Model¶
A Model resource describes a backend capability — provider, name, capabilities, limits, pricing, defaults — not just a model identifier. Joch's model router uses Model records together with ModelRoute records to make capability-aware, cost-aware, region-aware decisions.
Spec¶
apiVersion: joch.dev/v1alpha1
kind: Model
metadata:
name: gpt-5-thinking
labels:
provider: openai
spec:
provider: openai
model: gpt-5.5-thinking
endpoint:
type: hosted
baseUrlSecretRef:
name: openai-endpoint
key: baseUrl
auth:
secretRef:
name: openai-api-key
capabilities:
text: true
vision: true
audio: false
toolCalling: true
structuredOutput: true
jsonSchema: true
streaming: true
reasoning: true
computerUse: false
embeddings: false
limits:
contextWindowTokens: 400000
maxOutputTokens: 64000
requestsPerMinute: 100
tokensPerMinute: 2000000
pricing:
currency: USD
inputPerMillionTokens: 0
outputPerMillionTokens: 0
defaultParameters:
temperature: 0.3
topP: 1
reasoningEffort: medium
routing:
priority: 100
regions:
- eu
- us
fallbackPolicy: on_error_or_budget
status:
phase: Ready
health: Healthy
latencyP50Ms: 900
latencyP95Ms: 2800
Local models¶
Local models are first-class.
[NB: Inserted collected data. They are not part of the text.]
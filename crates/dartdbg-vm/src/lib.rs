//! dartdbg-vm — client for the Dart VM service protocol.
//!
//! Speaks JSON-RPC 2.0 over a WebSocket to a running Dart VM, correlates
//! responses with requests, and decodes `streamNotify` events into
//! [`VmEvent`]s. The debug bridge only ever talks to the VM through the
//! [`VmService`] trait, so tests can substitute a mock.

pub mod client;
pub mod dispatcher;
pub mod error;
#[cfg(any(test, feature = "test-support"))]
pub mod mock;
pub mod service;
pub mod transport;
pub mod types;

pub use client::{websocket_uri, VmServiceClient};
pub use error::VmError;
pub use service::{ExceptionPauseMode, StepOption, VmApi, VmService};
pub use types::*;
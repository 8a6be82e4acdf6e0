//! JSON-RPC 2.0 message encoding for the VM service.
//!
//! Each WebSocket text frame carries exactly one JSON-RPC message, so
//! there is no length framing here.

use serde_json::Value;

use crate::error::VmError;

/// An incoming JSON-RPC message from the VM.
#[derive(Debug, Clone, PartialEq)]
pub enum RpcMessage {
    /// A response to one of our requests.
    Response {
        /// The request id, normalised to a string.
        id: String,
        result: Option<Value>,
        error: Option<RpcError>,
    },
    /// A notification (`streamNotify`, service extension calls).
    Notification { method: String, params: Value },
}

/// The error member of a JSON-RPC response.
#[derive(Debug, Clone, PartialEq)]
pub struct RpcError {
    pub code: i64,
    pub message: String,
    /// `data.details` when the VM supplies it (compilation errors do).
    pub details: Option<String>,
}

impl RpcError {
    /// Message plus details, the way a user should see it.
    pub fn full_message(&self) -> String {
        match &self.details {
            Some(details) if !details.is_empty() => format!("{}: {}", self.message, details),
            _ => self.message.clone(),
        }
    }
}

impl From<RpcError> for VmError {
    fn from(err: RpcError) -> Self {
        VmError::Rpc {
            code: err.code,
            message: err.full_message(),
        }
    }
}

/// Serialize a request. Ids are sent as strings, which every VM version
/// echoes back unchanged.
pub fn serialize_request(id: &str, method: &str, params: &Value) -> String {
    serde_json::json!({
        "jsonrpc": "2.0",
        "id": id,
        "method": method,
        "params": params,
    })
    .to_string()
}

/// Parse one incoming message.
pub fn parse_message(text: &str) -> Result<RpcMessage, VmError> {
    let value: Value = serde_json::from_str(text)?;

    if let Some(method) = value.get("method").and_then(Value::as_str) {
        let params = value.get("params").cloned().unwrap_or(Value::Null);
        return Ok(RpcMessage::Notification {
            method: method.to_string(),
            params,
        });
    }

    let id = match value.get("id") {
        Some(Value::String(s)) => s.clone(),
        Some(Value::Number(n)) => n.to_string(),
        _ => {
            return Err(VmError::Protocol(
                "message has neither method nor id".into(),
            ))
        }
    };
    let error = value.get("error").map(|e| RpcError {
        code: e.get("code").and_then(Value::as_i64).unwrap_or(0),
        message: e
            .get("message")
            .and_then(Value::as_str)
            .unwrap_or("unknown error")
            .to_string(),
        details: e
            .pointer("/data/details")
            .and_then(Value::as_str)
            .map(str::to_string),
    });
    Ok(RpcMessage::Response {
        id,
        result: value.get("result").cloned(),
        error,
    })
}
use std::path::PathBuf;
use thiserror::Error;

/// Errors that can occur during configuration loading, parsing,
/// or validation.
#[derive(Debug, Error)]
pub enum ConfigError {
    /// Failed to create the default config file.
    #[error("failed to create default config at {path}: {reason}")]
    CreateDefault { path: PathBuf, reason: String },

    /// TOML parsing failed.
    #[error("TOML parse error: {0}")]
    Parse(String),

    /// A config value failed validation.
    #[error("validation error: {field}: {message}")]
    Validation {
        /// The dotted field path (e.g. `debug.max_string_display_length`).
        field: String,
        message: String,
    },

    #[error("I/O error: {0}")]
    Io(#[from] std::io::Error),
}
Use endpoint.type: local and the appropriate provider adapter:
spec:
provider: ollama
model: llama-3.3-70b
endpoint:
type: local
baseUrl: http://localhost:11434
auth: {}
capabilities:
text: true
toolCalling: true
structuredOutput: false
routing:
regions: [on-prem]
fallbackPolicy: on_error
This makes data-residency-bound deployments work without changing the agent record.
Capability matching¶
capabilities is consumed by the model router and by Joch's provider migration checks. A request that needs vision, structured output, or long context is matched against this vector before the call is dispatched.
Health¶
status.health is updated by passive (latency, error rate) and active (synthetic probe) signals from the model router. Routes can fall forward when health drops below threshold.